* _Work to complete_: Read the entries below and pull out each line with the string "before".

Stored items
────

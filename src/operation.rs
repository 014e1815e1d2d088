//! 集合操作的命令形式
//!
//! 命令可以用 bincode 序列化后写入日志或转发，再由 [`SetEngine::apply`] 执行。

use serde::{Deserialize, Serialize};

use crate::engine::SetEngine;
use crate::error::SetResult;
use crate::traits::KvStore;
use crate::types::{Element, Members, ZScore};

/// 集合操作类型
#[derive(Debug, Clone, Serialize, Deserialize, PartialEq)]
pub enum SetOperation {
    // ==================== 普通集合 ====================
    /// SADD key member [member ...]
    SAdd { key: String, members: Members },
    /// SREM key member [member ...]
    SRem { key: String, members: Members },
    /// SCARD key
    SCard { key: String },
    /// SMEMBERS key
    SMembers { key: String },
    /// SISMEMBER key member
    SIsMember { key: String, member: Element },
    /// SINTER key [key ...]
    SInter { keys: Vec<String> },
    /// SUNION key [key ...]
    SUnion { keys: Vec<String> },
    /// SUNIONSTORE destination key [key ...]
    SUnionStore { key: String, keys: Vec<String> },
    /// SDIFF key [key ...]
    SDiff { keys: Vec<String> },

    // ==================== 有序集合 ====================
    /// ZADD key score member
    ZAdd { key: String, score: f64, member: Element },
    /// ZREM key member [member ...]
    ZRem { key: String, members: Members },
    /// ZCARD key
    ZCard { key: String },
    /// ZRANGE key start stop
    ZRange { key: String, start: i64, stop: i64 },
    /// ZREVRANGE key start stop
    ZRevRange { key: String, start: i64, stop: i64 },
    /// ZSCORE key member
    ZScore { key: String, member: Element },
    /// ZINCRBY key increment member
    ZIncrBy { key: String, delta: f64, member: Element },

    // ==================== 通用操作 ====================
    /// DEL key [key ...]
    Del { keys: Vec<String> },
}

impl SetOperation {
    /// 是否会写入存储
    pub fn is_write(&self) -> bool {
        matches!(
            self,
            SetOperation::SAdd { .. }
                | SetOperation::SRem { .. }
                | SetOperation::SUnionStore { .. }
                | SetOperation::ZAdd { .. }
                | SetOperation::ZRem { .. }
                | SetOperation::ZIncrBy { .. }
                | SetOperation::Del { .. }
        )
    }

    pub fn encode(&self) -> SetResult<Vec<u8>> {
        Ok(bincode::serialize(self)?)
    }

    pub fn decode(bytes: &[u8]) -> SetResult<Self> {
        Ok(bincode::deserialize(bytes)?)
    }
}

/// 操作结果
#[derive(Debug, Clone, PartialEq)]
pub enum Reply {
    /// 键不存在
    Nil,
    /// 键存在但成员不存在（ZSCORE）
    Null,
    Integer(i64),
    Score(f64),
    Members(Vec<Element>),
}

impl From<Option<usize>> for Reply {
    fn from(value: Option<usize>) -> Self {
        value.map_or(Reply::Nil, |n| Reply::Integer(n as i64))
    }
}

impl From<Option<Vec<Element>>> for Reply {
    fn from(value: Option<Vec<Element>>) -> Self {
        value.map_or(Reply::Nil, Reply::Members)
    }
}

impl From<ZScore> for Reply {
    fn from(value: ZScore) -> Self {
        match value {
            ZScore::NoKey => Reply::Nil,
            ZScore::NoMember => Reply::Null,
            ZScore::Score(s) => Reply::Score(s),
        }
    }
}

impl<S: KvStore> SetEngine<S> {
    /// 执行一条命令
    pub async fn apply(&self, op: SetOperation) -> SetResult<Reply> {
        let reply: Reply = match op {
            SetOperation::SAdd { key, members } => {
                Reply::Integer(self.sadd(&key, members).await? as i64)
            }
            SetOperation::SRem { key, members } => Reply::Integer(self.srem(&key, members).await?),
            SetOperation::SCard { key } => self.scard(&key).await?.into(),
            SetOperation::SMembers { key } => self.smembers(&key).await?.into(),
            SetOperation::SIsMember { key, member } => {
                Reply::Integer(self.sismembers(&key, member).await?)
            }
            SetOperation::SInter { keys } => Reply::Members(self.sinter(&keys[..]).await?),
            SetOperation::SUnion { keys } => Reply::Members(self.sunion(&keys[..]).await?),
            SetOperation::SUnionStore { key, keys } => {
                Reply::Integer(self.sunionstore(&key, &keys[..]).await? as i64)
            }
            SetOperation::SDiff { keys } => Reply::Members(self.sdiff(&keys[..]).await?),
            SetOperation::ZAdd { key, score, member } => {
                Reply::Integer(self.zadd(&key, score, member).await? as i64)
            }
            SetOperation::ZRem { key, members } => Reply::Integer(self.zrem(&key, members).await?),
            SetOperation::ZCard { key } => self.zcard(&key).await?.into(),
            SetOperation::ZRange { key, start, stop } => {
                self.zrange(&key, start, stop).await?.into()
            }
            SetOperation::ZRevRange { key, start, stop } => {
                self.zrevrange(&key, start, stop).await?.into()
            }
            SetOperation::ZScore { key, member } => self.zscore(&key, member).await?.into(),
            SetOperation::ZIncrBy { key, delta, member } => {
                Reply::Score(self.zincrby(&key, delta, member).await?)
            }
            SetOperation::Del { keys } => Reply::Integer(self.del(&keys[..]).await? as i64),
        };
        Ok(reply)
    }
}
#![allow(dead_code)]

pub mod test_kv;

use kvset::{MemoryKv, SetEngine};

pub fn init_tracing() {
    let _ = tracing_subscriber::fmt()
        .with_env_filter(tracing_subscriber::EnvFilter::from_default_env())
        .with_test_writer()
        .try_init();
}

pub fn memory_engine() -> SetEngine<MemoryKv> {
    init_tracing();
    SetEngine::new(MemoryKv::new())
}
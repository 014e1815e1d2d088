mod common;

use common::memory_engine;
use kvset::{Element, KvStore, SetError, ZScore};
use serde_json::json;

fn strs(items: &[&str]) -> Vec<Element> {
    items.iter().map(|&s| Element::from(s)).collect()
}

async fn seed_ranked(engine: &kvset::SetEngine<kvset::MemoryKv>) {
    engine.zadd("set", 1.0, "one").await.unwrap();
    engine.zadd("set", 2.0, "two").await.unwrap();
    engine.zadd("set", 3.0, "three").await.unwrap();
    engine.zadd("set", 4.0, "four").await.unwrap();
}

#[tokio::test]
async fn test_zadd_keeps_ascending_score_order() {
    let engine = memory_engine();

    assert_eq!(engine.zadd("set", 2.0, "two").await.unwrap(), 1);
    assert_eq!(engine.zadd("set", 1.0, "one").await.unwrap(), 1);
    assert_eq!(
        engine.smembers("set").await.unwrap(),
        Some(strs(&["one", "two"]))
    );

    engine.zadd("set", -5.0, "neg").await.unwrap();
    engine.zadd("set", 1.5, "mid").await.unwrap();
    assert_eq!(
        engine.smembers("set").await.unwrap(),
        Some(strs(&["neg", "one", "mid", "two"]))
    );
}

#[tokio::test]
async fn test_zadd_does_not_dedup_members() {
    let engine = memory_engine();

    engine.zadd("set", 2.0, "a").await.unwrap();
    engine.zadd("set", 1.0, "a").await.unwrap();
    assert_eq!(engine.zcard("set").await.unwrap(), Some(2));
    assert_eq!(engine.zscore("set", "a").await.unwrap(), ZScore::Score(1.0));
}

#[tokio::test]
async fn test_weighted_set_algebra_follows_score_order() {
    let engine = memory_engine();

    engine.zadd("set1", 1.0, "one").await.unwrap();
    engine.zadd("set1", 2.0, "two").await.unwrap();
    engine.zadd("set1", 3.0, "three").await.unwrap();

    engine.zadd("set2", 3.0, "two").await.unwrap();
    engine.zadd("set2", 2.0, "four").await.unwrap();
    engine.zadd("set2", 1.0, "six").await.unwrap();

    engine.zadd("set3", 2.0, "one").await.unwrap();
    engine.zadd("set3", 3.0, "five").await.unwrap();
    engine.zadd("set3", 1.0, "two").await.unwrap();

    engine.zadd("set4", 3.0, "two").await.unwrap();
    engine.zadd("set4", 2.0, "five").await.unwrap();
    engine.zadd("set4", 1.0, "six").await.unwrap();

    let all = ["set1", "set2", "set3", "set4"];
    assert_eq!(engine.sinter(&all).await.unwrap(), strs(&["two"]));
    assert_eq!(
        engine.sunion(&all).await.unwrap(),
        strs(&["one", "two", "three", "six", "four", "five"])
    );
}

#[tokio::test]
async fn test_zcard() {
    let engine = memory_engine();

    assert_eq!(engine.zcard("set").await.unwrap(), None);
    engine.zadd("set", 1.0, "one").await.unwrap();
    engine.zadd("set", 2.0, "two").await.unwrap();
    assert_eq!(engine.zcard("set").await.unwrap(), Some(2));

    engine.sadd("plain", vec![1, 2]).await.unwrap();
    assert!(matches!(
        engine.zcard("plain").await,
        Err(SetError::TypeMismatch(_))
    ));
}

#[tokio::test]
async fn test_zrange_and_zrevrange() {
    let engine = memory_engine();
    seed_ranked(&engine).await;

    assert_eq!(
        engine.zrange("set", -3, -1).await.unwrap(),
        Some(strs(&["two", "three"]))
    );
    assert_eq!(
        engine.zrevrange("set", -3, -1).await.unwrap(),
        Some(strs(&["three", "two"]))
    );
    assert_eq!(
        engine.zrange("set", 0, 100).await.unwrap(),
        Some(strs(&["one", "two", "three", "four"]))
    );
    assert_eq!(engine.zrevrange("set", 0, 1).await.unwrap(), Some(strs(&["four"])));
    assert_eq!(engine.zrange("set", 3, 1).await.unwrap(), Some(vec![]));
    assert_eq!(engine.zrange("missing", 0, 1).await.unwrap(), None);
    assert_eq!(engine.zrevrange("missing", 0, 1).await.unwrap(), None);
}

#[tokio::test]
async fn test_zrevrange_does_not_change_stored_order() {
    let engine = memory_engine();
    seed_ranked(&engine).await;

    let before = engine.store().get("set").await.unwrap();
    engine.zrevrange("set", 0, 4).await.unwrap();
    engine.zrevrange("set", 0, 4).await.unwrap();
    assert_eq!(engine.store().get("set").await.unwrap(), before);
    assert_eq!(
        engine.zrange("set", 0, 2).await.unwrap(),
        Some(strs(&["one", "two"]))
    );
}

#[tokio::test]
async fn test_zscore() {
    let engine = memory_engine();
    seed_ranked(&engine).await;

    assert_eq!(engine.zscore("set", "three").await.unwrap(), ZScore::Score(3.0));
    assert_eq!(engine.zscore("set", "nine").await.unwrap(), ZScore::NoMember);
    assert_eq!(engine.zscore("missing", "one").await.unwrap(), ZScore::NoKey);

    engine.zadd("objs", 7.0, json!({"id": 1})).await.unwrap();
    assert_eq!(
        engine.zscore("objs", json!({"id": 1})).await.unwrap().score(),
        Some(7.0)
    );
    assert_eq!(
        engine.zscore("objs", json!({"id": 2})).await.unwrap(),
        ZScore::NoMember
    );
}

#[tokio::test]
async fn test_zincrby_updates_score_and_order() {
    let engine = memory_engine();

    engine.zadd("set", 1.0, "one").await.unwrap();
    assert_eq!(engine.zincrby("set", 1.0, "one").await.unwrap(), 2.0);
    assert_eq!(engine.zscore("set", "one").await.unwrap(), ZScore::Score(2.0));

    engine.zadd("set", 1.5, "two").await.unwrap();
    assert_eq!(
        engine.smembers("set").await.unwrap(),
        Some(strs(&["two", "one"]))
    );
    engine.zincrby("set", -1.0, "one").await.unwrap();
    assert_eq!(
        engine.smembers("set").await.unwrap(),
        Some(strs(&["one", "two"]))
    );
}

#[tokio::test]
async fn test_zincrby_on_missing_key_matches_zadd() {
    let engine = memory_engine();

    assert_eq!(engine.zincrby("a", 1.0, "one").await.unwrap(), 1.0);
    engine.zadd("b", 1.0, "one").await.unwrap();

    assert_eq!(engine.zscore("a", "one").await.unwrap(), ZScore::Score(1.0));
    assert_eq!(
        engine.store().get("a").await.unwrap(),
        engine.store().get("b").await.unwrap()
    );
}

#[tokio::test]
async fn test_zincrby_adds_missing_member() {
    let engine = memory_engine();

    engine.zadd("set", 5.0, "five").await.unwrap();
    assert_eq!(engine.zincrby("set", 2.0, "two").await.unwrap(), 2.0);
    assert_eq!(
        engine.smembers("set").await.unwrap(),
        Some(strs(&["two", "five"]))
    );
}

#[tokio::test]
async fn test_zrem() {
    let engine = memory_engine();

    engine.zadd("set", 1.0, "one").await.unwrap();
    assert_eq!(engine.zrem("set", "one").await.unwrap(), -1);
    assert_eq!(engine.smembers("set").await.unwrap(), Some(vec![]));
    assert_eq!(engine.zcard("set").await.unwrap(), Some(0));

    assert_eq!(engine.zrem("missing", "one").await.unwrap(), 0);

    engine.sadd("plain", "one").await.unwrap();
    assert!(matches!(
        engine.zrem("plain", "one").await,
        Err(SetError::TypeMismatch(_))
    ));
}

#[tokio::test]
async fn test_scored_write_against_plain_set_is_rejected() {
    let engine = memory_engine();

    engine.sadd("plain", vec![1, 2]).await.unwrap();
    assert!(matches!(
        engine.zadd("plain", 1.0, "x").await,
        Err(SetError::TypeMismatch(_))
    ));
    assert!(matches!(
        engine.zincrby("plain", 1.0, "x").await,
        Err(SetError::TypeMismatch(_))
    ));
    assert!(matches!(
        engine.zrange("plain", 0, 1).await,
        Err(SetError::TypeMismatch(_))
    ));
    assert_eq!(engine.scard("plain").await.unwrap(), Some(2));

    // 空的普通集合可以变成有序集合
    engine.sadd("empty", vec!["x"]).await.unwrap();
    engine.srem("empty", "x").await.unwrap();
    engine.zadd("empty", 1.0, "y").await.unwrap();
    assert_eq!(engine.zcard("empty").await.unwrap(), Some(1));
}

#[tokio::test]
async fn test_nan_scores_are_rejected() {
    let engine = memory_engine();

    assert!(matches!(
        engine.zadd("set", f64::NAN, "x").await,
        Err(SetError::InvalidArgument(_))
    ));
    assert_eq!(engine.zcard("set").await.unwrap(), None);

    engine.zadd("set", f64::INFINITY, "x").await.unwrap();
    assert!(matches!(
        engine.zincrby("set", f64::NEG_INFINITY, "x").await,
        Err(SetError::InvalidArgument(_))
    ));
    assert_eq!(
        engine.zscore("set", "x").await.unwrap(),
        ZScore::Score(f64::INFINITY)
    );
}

────

* _Result of this task_:
    let before = engine.store().get("set").await.unwrap();
    assert_eq!(engine.store().get("set").await.unwrap(), before);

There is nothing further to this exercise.